Perhaps the biggest issue overall with the game is the optimization. It’s not very good and can lead to some frustrating experiences.
Lastly, we do recommend running the game on an SSD if you can, as HDDs are known to create annoying pop-ins while loading landscapes during flights.
Because X-Plane 11 is a relatively newer game, the price is what you’d expect from most current AAA titles. The game is currently priced at about $60-70 depending on where you purchase it, so it’s not exactly cheap, but it is average for the market.
The biggest issue is that the X-Plane, like most other simulators, has an endless list of DLC that can quickly add up if you want to get everything possible in the package. While these aren’t necessary to enjoy the game by any means, they will add replayability and offer additional experiences if you’re willing to stomach the costs.
Without a doubt, X-Plane 11 is the best current-generation flight simulator you can currently purchase.
One nice feature with X-Plane is that you do have the option to install mods. These free packs of user-generated content can really spice things up by providing custom aircraft and environments if you’re looking to add content without adding more money. They aren’t as numerous as the mod options for FSX, but they’re there if you want them.
Comparing a classic staple in flight simulators like FSX to a more modern one like X-Plane 11 might feel a bit strange, but these two games are the most popular around even today. Given that FSX is about a decade older than X-Plane 11, you’ll need to understand that there are some big differences in terms of modernization between the two.
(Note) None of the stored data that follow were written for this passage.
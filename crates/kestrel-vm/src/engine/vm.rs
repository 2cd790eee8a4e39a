//! Virtual machine executing a linked image.

use kestrel_bytecode::{
    BinaryOp, ENTRY_SIZE, Image, Instruction, Move, Reg, STACK_SIZE, Source, Special, WORD,
    written_registers,
};

use super::error::RuntimeError;
use super::registers::Registers;
use super::stack::Stack;
use super::trace::{NoopTracer, Tracer};
use super::value::Value;

/// Runtime limits for execution.
#[derive(Clone, Copy, Debug)]
pub struct FuelLimits {
    /// Maximum instructions executed (default: 1,000,000).
    pub exec_fuel: u32,
}

impl Default for FuelLimits {
    fn default() -> Self {
        Self {
            exec_fuel: 1_000_000,
        }
    }
}

impl FuelLimits {
    pub fn new() -> Self {
        Self::default()
    }

    pub fn exec_fuel(mut self, fuel: u32) -> Self {
        self.exec_fuel = fuel;
        self
    }
}

/// Builder for [`VM`].
#[derive(Clone, Copy, Debug)]
pub struct VMBuilder {
    limits: FuelLimits,
    stack_size: usize,
}

impl VMBuilder {
    pub fn limits(mut self, limits: FuelLimits) -> Self {
        self.limits = limits;
        self
    }

    /// Stack memory in bytes, clamped to what an `i32` address can reach.
    pub fn stack_size(mut self, bytes: usize) -> Self {
        self.stack_size = bytes.min(i32::MAX as usize);
        self
    }

    pub fn build(self) -> VM {
        VM {
            regs: Registers::default(),
            stack: Stack::new(self.stack_size),
            printed: Vec::new(),
            steps: 0,
            limits: self.limits,
        }
    }
}

/// State after the instruction pointer reached the end of the code.
#[derive(Clone, Copy, Debug, PartialEq, Eq)]
pub struct RunOutcome {
    pub registers: Registers,
    pub steps: u32,
}

/// Virtual machine: register file, stack memory, and the values printed so
/// far. Each `execute` starts from a clean state.
pub struct VM {
    regs: Registers,
    stack: Stack,
    printed: Vec<Value>,
    steps: u32,
    limits: FuelLimits,
}

impl Default for VM {
    fn default() -> Self {
        Self::builder().build()
    }
}

impl VM {
    pub fn builder() -> VMBuilder {
        VMBuilder {
            limits: FuelLimits::default(),
            stack_size: STACK_SIZE,
        }
    }

    pub fn registers(&self) -> &Registers {
        &self.regs
    }

    pub fn stack(&self) -> &Stack {
        &self.stack
    }

    /// Values printed by the last run, including one that faulted.
    pub fn printed(&self) -> &[Value] {
        &self.printed
    }

    /// Instructions completed by the last run.
    pub fn steps(&self) -> u32 {
        self.steps
    }

    /// Word at stack address `addr`.
    pub fn read_word(&self, addr: i32) -> Option<i32> {
        self.stack.read(addr)
    }

    /// Execute from the image entry to its end.
    ///
    /// This is a convenience method that uses `NoopTracer`, which gets
    /// completely optimized away at compile time.
    pub fn execute(&mut self, image: &Image) -> Result<RunOutcome, RuntimeError> {
        self.execute_with(image, &mut NoopTracer)
    }

    /// Execute with a tracer for debugging.
    pub fn execute_with<T: Tracer>(
        &mut self,
        image: &Image,
        tracer: &mut T,
    ) -> Result<RunOutcome, RuntimeError> {
        self.reset(image.entry());
        let result = self.run(image, tracer);
        match &result {
            Ok(outcome) => tracer.trace_halt(&outcome.registers, outcome.steps),
            Err(e) => tracer.trace_fault(e),
        }
        result
    }

    fn reset(&mut self, entry: u32) {
        self.stack.clear();
        self.regs = Registers::new(self.stack.top(), entry);
        self.printed.clear();
        self.steps = 0;
    }

    fn run<T: Tracer>(&mut self, image: &Image, tracer: &mut T) -> Result<RunOutcome, RuntimeError> {
        let end = image.end();
        let mut fuel = self.limits.exec_fuel;

        while self.regs.eip < end {
            let addr = self.regs.eip;
            if fuel == 0 {
                return Err(RuntimeError::ExecFuelExhausted {
                    addr,
                    limit: self.limits.exec_fuel,
                });
            }
            fuel -= 1;

            let instr = image
                .decode_at(addr)
                .map_err(|source| RuntimeError::InvalidInstruction { addr, source })?;
            tracer.trace_instruction(addr, &instr);

            self.regs.eip = self.step(addr, instr, end, tracer)?;
            self.steps += 1;

            for reg in written_registers(&instr) {
                tracer.trace_write(reg, self.regs.get(reg));
            }
        }

        Ok(RunOutcome {
            registers: self.regs,
            steps: self.steps,
        })
    }

    /// Execute one instruction; returns the address of the next one.
    fn step<T: Tracer>(
        &mut self,
        addr: u32,
        instr: Instruction,
        end: u32,
        tracer: &mut T,
    ) -> Result<u32, RuntimeError> {
        let next = addr + ENTRY_SIZE as u32;
        match instr {
            Instruction::Special(special) => self.exec_special(addr, special, tracer)?,
            Instruction::Push(reg) => self.push(addr, self.regs.get(reg))?,
            Instruction::PushAdd(reg, imm) => {
                self.push(addr, self.regs.get(reg).wrapping_add(imm))?
            }
            Instruction::Pop(reg) => {
                // `pop ebp` closes the frame.
                if reg == Reg::Esp {
                    return Err(reserved(addr, reg, "pop"));
                }
                let value = self.pop(addr)?;
                self.regs.set(reg, value);
            }
            Instruction::Mov(m) => self.exec_move(addr, m, tracer)?,
            Instruction::Binary { op, dst, src } => self.exec_binary(addr, op, dst, src)?,
            Instruction::Unary { op, reg } => {
                self.data_register(addr, reg, op.mnemonic())?;
                self.regs.set(reg, op.eval(self.regs.get(reg)));
            }
            Instruction::JumpIfZero { cond, target } => {
                self.data_register(addr, cond, "jz")?;
                if self.regs.get(cond) == 0 {
                    return self.jump(addr, target, end);
                }
            }
            Instruction::JumpIfNonZero { cond, target } => {
                self.data_register(addr, cond, "jnz")?;
                if self.regs.get(cond) != 0 {
                    return self.jump(addr, target, end);
                }
            }
            Instruction::Jump { target } => return self.jump(addr, target, end),
        }
        Ok(next)
    }

    fn exec_special<T: Tracer>(
        &mut self,
        addr: u32,
        special: Special,
        tracer: &mut T,
    ) -> Result<(), RuntimeError> {
        let (word, format) = match special {
            Special::Print { reg, format } => {
                self.data_register(addr, reg, "print")?;
                (self.regs.get(reg), format)
            }
            Special::PrintMem { reg, format } => (self.load(addr, self.regs.get(reg))?, format),
        };
        let value = Value::from_word(word, format);
        self.printed.push(value);
        tracer.trace_print(value);
        Ok(())
    }

    fn exec_move<T: Tracer>(&mut self, addr: u32, m: Move, tracer: &mut T) -> Result<(), RuntimeError> {
        match m {
            Move::RegImm { dst, imm } => {
                self.data_register(addr, dst, "mov")?;
                self.regs.set(dst, imm);
            }
            // `mov ebp, esp` opens the frame.
            Move::RegReg {
                dst: Reg::Ebp,
                src: Reg::Esp,
            } => self.regs.ebp = self.regs.esp,
            Move::RegReg { dst, src } => {
                self.data_register(addr, dst, "mov")?;
                self.regs.set(dst, self.regs.get(src));
            }
            Move::RegMem { dst, offset } => {
                self.data_register(addr, dst, "mov")?;
                let value = self.load(addr, self.slot(offset))?;
                self.regs.set(dst, value);
            }
            Move::MemReg { offset, src } => {
                let target = self.slot(offset);
                let value = self.regs.get(src);
                self.store(addr, target, value)?;
                tracer.trace_store(target, value);
            }
            Move::MemMem { dst, src } => {
                let value = self.load(addr, self.slot(src))?;
                let target = self.slot(dst);
                self.store(addr, target, value)?;
                tracer.trace_store(target, value);
            }
        }
        Ok(())
    }

    fn exec_binary(
        &mut self,
        addr: u32,
        op: BinaryOp,
        dst: Reg,
        src: Source,
    ) -> Result<(), RuntimeError> {
        let rhs = match src {
            Source::Imm(v) => v,
            Source::Reg(reg) => {
                self.data_register(addr, reg, op.mnemonic())?;
                self.regs.get(reg)
            }
        };
        // Frame setup and teardown move the stack pointers by a constant.
        let frame_adjust = matches!(op, BinaryOp::Add | BinaryOp::Sub) && matches!(src, Source::Imm(_));
        if !frame_adjust {
            self.data_register(addr, dst, op.mnemonic())?;
        }

        let value = op
            .eval(self.regs.get(dst), rhs)
            .ok_or(RuntimeError::DivisionByZero { addr })?;
        if dst == Reg::Esp {
            self.check_stack_pointer(addr, value)?;
        }
        self.regs.set(dst, value);
        Ok(())
    }

    fn data_register(&self, addr: u32, reg: Reg, mnemonic: &'static str) -> Result<(), RuntimeError> {
        if reg.is_reserved() {
            return Err(reserved(addr, reg, mnemonic));
        }
        Ok(())
    }


    fn jump(&self, addr: u32, target: i32, end: u32) -> Result<u32, RuntimeError> {
        let valid = target >= 0 && target as u32 <= end && target as usize % ENTRY_SIZE == 0;
        if !valid {
            return Err(RuntimeError::InvalidJumpTarget { addr, target });
        }
        Ok(target as u32)
    }

    /// Address of the variable slot `[ebp - offset]`.
    fn slot(&self, offset: i32) -> i32 {
        self.regs.ebp.wrapping_sub(offset)
    }

    fn load(&self, addr: u32, target: i32) -> Result<i32, RuntimeError> {
        self.stack
            .read(target)
            .ok_or(RuntimeError::MemoryOutOfBounds { addr, target })
    }

    fn store(&mut self, addr: u32, target: i32, value: i32) -> Result<(), RuntimeError> {
        if self.stack.write(target, value) {
            Ok(())
        } else {
            Err(RuntimeError::MemoryOutOfBounds { addr, target })
        }
    }

    fn check_stack_pointer(&self, addr: u32, esp: i32) -> Result<(), RuntimeError> {
        if esp < 0 {
            return Err(RuntimeError::StackOverflow { addr });
        }
        if esp > self.stack.top() {
            return Err(RuntimeError::StackUnderflow { addr });
        }
        Ok(())
    }

    fn push(&mut self, addr: u32, value: i32) -> Result<(), RuntimeError> {
        let esp = match self.regs.esp.checked_sub(WORD as i32) {
            Some(esp) if esp >= 0 => esp,
            _ => return Err(RuntimeError::StackOverflow { addr }),
        };
        self.store(addr, esp, value)?;
        self.regs.esp = esp;
        Ok(())
    }

    fn pop(&mut self, addr: u32) -> Result<i32, RuntimeError> {
        let esp = self.regs.esp;
        let next = match esp.checked_add(WORD as i32) {
            Some(next) if next <= self.stack.top() => next,
            _ => return Err(RuntimeError::StackUnderflow { addr }),
        };
        let value = self.load(addr, esp)?;
        self.regs.esp = next;
        Ok(value)
    }
}

fn reserved(addr: u32, reg: Reg, mnemonic: &'static str) -> RuntimeError {
    RuntimeError::ReservedRegister {
        addr,
        reg,
        mnemonic,
    }
}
Despite its age, FSX is still a very capable sim, offering an unmatched amount of content, DLC, and mods to users looking for the absolute content. There’s something to be said for a game as old as FSX that’s still getting support and love from the fanbase. Even X-Plane 11 can’t hold a torch to the amount of replayability FSX offers.
However, X-Plane 11 is more modern, and that means you get a host of improvements over older simulators. The graphics will look much improved, environments are more current, the support will likely be better in years to come, and the gameplay feels tighter due to the vast advancements in tech. X-Plane 11 offers a next-gen experience that FSX will never come close to.
If your primary deciding factor is visuals, X-Plane is your go-to. If you want more content, well FSX is unmatched in that department. The price is also a bit better with FSX, but each of these titles will quickly add up if you want to get all the DLC available.
Another quick note is that there are rumors swirling about for a sequel to FSX, due out in 2020. This game will undoubtedly advance the tech to either match or exceed X-Plane’s current offering, so potential shoppers should be aware of this.
The best current-gen flight simulator available now.
Without a doubt, X-Plane 11 is the best current-generation flight simulator you can buy. While there are some issues with optimization, if you’ve got the computer for it, the game is stunning and currently provides the best real-world experiences.